- [Exercise goal]:
Exactly as written, copy the lines that run from the start of the data below to the line containing "let mut next: GlobalOrdinal = 0;", both ends included.

(Dataset records begins)

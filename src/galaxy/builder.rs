//! Galaxy 构建
//!
//! 1. 按事实表把度量组归并成 StarInfo
//! 2. 为每个物理列 / 度量三元组分配全局序号；CopyLink 列先跳过，
//!    再用 worklist 反复解析，直到一轮没有新增映射
//! 3. 构建每个星的 measure / level BitKey；对 distinct 类度量计算可安全上卷的列集合
//! 4. 按 (cost, alias) 排序

use std::collections::HashMap;
use std::sync::Arc;

use tracing::{debug, trace};

use crate::bitkey::BitKey;
use crate::common::{GlobalOrdinal, OlapError, Result};
use crate::config::EngineConfig;
use super::star::{Aggregator, ColumnExpr, ColumnKind, MeasureRef, Star};
use super::{RolapGalaxy, StarInfo};

/// 一个度量组：名称 + 所在的星
#[derive(Debug, Clone)]
pub struct MeasureGroup {
    pub name: String,
    pub star: Arc<Star>,
}

impl MeasureGroup {
    pub fn new(name: &str, star: Arc<Star>) -> Self {
        Self { name: name.into(), star }
    }
}

/// 全局序号的规范化键
#[derive(Debug, Clone, PartialEq, Eq, Hash)]
enum GlobalKey {
    Column(ColumnExpr),
    Measure { fact: String, aggregator: Aggregator, expr: ColumnExpr },
}

#[derive(Default)]
pub struct GalaxyBuilder {
    groups: Vec<MeasureGroup>,
    config: EngineConfig,
}

impl GalaxyBuilder {
    pub fn new() -> Self { Self::default() }

    pub fn config(mut self, config: EngineConfig) -> Self {
        self.config = config;
        self
    }

    pub fn measure_group(mut self, name: &str, star: Arc<Star>) -> Self {
        self.groups.push(MeasureGroup::new(name, star));
        self
    }

    pub fn build(self) -> Result<RolapGalaxy> {
        // ── 1. 按星归并 ───────────────────────────────────────────────────────
        let mut stars: Vec<Arc<Star>> = Vec::new();
        let mut group_star: HashMap<&str, Arc<Star>> = HashMap::new();
        for g in &self.groups {
            if !stars.iter().any(|s| s.alias() == g.star.alias()) {
                stars.push(g.star.clone());
            }
            group_star.insert(g.name.as_str(), g.star.clone());
        }

        // ── 2. 全局序号 ───────────────────────────────────────────────────────
        let mut canonical: HashMap<GlobalKey, GlobalOrdinal> = HashMap::new();
        let mut next: GlobalOrdinal = 0;
        let mut local_to_global: Vec<Vec<Option<GlobalOrdinal>>> = Vec::with_capacity(stars.len());

        for star in &stars {
            let mut mapping = vec![None; star.columns().len()];
            for col in star.columns() {
                let key = match &col.kind {
                    ColumnKind::Level => GlobalKey::Column(col.expr.clone()),
                    ColumnKind::Measure { .. } => {
                        resolve_measure(&group_star, star, col.bit_position, 0)?
                    }
                    ColumnKind::CopyLink { .. } => continue,
                };
                let ordinal = *canonical.entry(key).or_insert_with(|| {
                    next += 1;
                    next - 1
                });
                mapping[col.bit_position] = Some(ordinal);
            }
            local_to_global.push(mapping);
        }

        let mut passes = 0usize;
        loop {
            passes += 1;
            let mut added = 0usize;
            for (si, star) in stars.iter().enumerate() {
                for col in star.columns() {
                    let ColumnKind::CopyLink { source } = &col.kind else { continue };
                    if local_to_global[si][col.bit_position].is_some() {
                        continue;
                    }
                    if let Some(&g) = canonical.get(&GlobalKey::Column(source.clone())) {
                        local_to_global[si][col.bit_position] = Some(g);
                        // 后续从本列再拷贝的 CopyLink 也能解析
                        canonical.entry(GlobalKey::Column(col.expr.clone())).or_insert(g);
                        added += 1;
                    }
                }
            }
            trace!(pass = passes, added, "copy-link resolution pass");
            if added == 0 {
                break;
            }
        }

        let mut infos = Vec::with_capacity(stars.len());
        for (star, mapping) in stars.iter().zip(local_to_global) {
            let mut resolved = Vec::with_capacity(mapping.len());
            for (pos, g) in mapping.into_iter().enumerate() {
                let g = g.ok_or_else(|| OlapError::SchemaInconsistency(format!(
                    "column {} of star {} has no global ordinal after {passes} passes",
                    star.columns()[pos].expr, star.alias(),
                )))?;
                resolved.push(g);
            }
            infos.push((star.clone(), resolved));
        }

        // ── 3. BitKey 与 distinct 度量的安全上卷集合 ────────────────────────
        let total = next;
        let mut non_additive = BitKey::new(total);
        let mut safe_rollup: HashMap<GlobalOrdinal, BitKey> = HashMap::new();
        let mut covered = BitKey::new(total);
        let mut star_infos = Vec::with_capacity(infos.len());

        for (star, local_to_global) in infos {
            let mut measure_bit_key = BitKey::new(total);
            let mut level_bit_key   = BitKey::new(total);
            let mut global_to_local = HashMap::with_capacity(local_to_global.len());

            for col in star.columns() {
                let g = local_to_global[col.bit_position];
                global_to_local.entry(g).or_insert(col.bit_position);
                match &col.kind {
                    ColumnKind::Measure { aggregator, base, .. } => {
                        measure_bit_key.set(g);
                        let distinct = match base {
                            None    => aggregator.is_distinct(),
                            Some(r) => base_aggregator(&group_star, r)?.is_distinct(),
                        };
                        if distinct {
                            non_additive.set(g);
                            let safe = safe_rollup.entry(g).or_insert_with(|| BitKey::new(total));
                            if base.is_none() {
                                *safe = safe.or(&functional_dependents(&star, &col.expr, &local_to_global, total));
                            }
                        }
                    }
                    ColumnKind::Level | ColumnKind::CopyLink { .. } => level_bit_key.set(g),
                }
            }
            covered = covered.or(&measure_bit_key).or(&level_bit_key);
            star_infos.push(StarInfo {
                star, local_to_global, global_to_local, measure_bit_key, level_bit_key,
            });
        }

        if covered.cardinality() != total {
            return Err(OlapError::SchemaInconsistency(format!(
                "{} of {total} global ordinals are not covered by any star",
                total - covered.cardinality(),
            )));
        }

        // ── 4. 按代价排序 ─────────────────────────────────────────────────────
        star_infos.sort_by(|a, b| {
            a.star.cost().cmp(&b.star.cost()).then_with(|| a.star.alias().cmp(b.star.alias()))
        });
        let index = star_infos.iter()
            .enumerate()
            .map(|(i, s)| (s.star.alias().to_string(), i))
            .collect();

        debug!(
            stars = star_infos.len(), global_ordinals = total, passes,
            distinct_measures = non_additive.cardinality(),
            "galaxy built"
        );
        Ok(RolapGalaxy {
            stars: star_infos,
            index,
            non_additive,
            safe_rollup,
            config: self.config,
        })
    }
}

/// 解析度量的规范化身份；经 `base` 引用时取基础度量所在事实表、聚合器与表达式
fn resolve_measure(
    group_star: &HashMap<&str, Arc<Star>>,
    star:       &Star,
    pos:        usize,
    depth:      usize,
) -> Result<GlobalKey> {
    if depth > group_star.len() + 1 {
        return Err(OlapError::SchemaInconsistency(format!(
            "cyclic base-measure reference from star {}", star.alias(),
        )));
    }
    let col = &star.columns()[pos];
    match &col.kind {
        ColumnKind::Measure { aggregator, base: None, .. } => Ok(GlobalKey::Measure {
            fact:       star.alias().to_string(),
            aggregator: *aggregator,
            expr:       col.expr.clone(),
        }),
        ColumnKind::Measure { base: Some(r), .. } => {
            let (base_star, base_col) = lookup_measure(group_star, r)?;
            resolve_measure(group_star, base_star, base_col, depth + 1)
        }
        _ => Err(OlapError::SchemaInconsistency(format!(
            "column {} of star {} is not a measure", col.expr, star.alias(),
        ))),
    }
}

fn lookup_measure<'a>(
    group_star: &'a HashMap<&str, Arc<Star>>,
    r:          &MeasureRef,
) -> Result<(&'a Star, usize)> {
    let star = group_star.get(r.group.as_str()).ok_or_else(|| {
        OlapError::SchemaInconsistency(format!("unknown measure group {}", r.group))
    })?;
    let col = star.find_measure(&r.measure).ok_or_else(|| {
        OlapError::SchemaInconsistency(format!("unknown measure {}.{}", r.group, r.measure))
    })?;
    Ok((star.as_ref(), col.bit_position))
}

fn base_aggregator(group_star: &HashMap<&str, Arc<Star>>, r: &MeasureRef) -> Result<Aggregator> {
    let (star, pos) = lookup_measure(group_star, r)?;
    match &star.columns()[pos].kind {
        ColumnKind::Measure { base: Some(next), .. } => base_aggregator(group_star, next),
        ColumnKind::Measure { aggregator, .. }       => Ok(*aggregator),
        _ => unreachable!("lookup_measure only returns measure columns"),
    }
}

/// `arg` 之下 join 树中所有列（以及与 `arg` 同表达式的 level 列）的全局序号
fn functional_dependents(
    star:            &Star,
    arg:             &ColumnExpr,
    local_to_global: &[GlobalOrdinal],
    total:           usize,
) -> BitKey {
    let tables = star.tables_below(arg);
    let mut key = BitKey::new(total);
    for col in star.columns() {
        if col.is_measure() {
            continue;
        }
        if tables.contains(&col.table.as_str()) || &col.expr == arg {
            key.set(local_to_global[col.bit_position]);
        }
    }
    key
}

(Dataset records ends)

- [Answer space]:
filename src/galaxy/builder.rs
//! Galaxy 构建
//!
//! 1. 按事实表把度量组归并成 StarInfo
//! 2. 为每个物理列 / 度量三元组分配全局序号；CopyLink 列先跳过，
//!    再用 worklist 反复解析，直到一轮没有新增映射
//! 3. 构建每个星的 measure / level BitKey；对 distinct 类度量计算可安全上卷的列集合
//! 4. 按 (cost, alias) 排序

use std::collections::HashMap;
use std::sync::Arc;

use tracing::{debug, trace};

use crate::bitkey::BitKey;
use crate::common::{GlobalOrdinal, OlapError, Result};
use crate::config::EngineConfig;
use super::star::{Aggregator, ColumnExpr, ColumnKind, MeasureRef, Star};
use super::{RolapGalaxy, StarInfo};

/// 一个度量组：名称 + 所在的星
#[derive(Debug, Clone)]
pub struct MeasureGroup {
    pub name: String,
    pub star: Arc<Star>,
}

impl MeasureGroup {
    pub fn new(name: &str, star: Arc<Star>) -> Self {
        Self { name: name.into(), star }
    }
}

/// 全局序号的规范化键
#[derive(Debug, Clone, PartialEq, Eq, Hash)]
enum GlobalKey {
    Column(ColumnExpr),
    Measure { fact: String, aggregator: Aggregator, expr: ColumnExpr },
}

#[derive(Default)]
pub struct GalaxyBuilder {
    groups: Vec<MeasureGroup>,
    config: EngineConfig,
}

impl GalaxyBuilder {
    pub fn new() -> Self { Self::default() }

    pub fn config(mut self, config: EngineConfig) -> Self {
        self.config = config;
        self
    }

    pub fn measure_group(mut self, name: &str, star: Arc<Star>) -> Self {
        self.groups.push(MeasureGroup::new(name, star));
        self
    }

    pub fn build(self) -> Result<RolapGalaxy> {
        // ── 1. 按星归并 ───────────────────────────────────────────────────────
        let mut stars: Vec<Arc<Star>> = Vec::new();
        let mut group_star: HashMap<&str, Arc<Star>> = HashMap::new();
        for g in &self.groups {
            if !stars.iter().any(|s| s.alias() == g.star.alias()) {
                stars.push(g.star.clone());
            }
            group_star.insert(g.name.as_str(), g.star.clone());
        }

        // ── 2. 全局序号 ───────────────────────────────────────────────────────
        let mut canonical: HashMap<GlobalKey, GlobalOrdinal> = HashMap::new();
        let mut next: GlobalOrdinal = 0;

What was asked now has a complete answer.